Could you copy every line of the data that contains the word "StoreResult"?

Extracted records
┄┄┄┄┄┄
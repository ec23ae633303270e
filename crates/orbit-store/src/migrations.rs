//! Forward-only numbered migrations, applied at startup inside a
//! transaction and tracked by a `schema_version` table.
//!
//! There is no down-migration path — schema changes only ever add a new
//! numbered step to [`MIGRATIONS`], never edit or remove an applied one.

use sqlx::SqlitePool;
use tracing::info;

use crate::error::{StoreError, StoreResult};

struct Migration {
    version: i64,
    description: &'static str,
    sql: &'static str,
}

const MIGRATIONS: &[Migration] = &[Migration {
    version: 1,
    description: "events, events_fts, thread_metadata, upload_tokens, token_sessions",
    sql: include_str!("migrations/0001_initial.sql"),
}];

/// Bring `pool`'s schema up to the latest known version.
///
/// Safe to call on every startup: migrations already recorded in
/// `schema_version` are skipped.
///
/// # Errors
///
/// Returns [`StoreError::Migration`] if any migration step fails to apply.
pub async fn run(pool: &SqlitePool) -> StoreResult<()> {
    sqlx::query("CREATE TABLE IF NOT EXISTS schema_version (version INTEGER PRIMARY KEY)")
        .execute(pool)
        .await?;

    let current: i64 = sqlx::query_scalar("SELECT COALESCE(MAX(version), 0) FROM schema_version")
        .fetch_one(pool)
        .await?;

    for migration in MIGRATIONS.iter().filter(|m| m.version > current) {
        let mut tx = pool.begin().await?;
        sqlx::raw_sql(migration.sql)
            .execute(&mut *tx)
            .await
            .map_err(|err| StoreError::Migration(format!("v{}: {err}", migration.version)))?;
        sqlx::query("INSERT INTO schema_version (version) VALUES (?)")
            .bind(migration.version)
            .execute(&mut *tx)
            .await?;
        tx.commit().await?;
        info!(version = migration.version, description = migration.description, "applied migration");
    }

    Ok(())
}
┄┄┄┄┄┄
**Output for this exercise:**
use crate::error::{StoreError, StoreResult};
pub async fn run(pool: &SqlitePool) -> StoreResult<()> {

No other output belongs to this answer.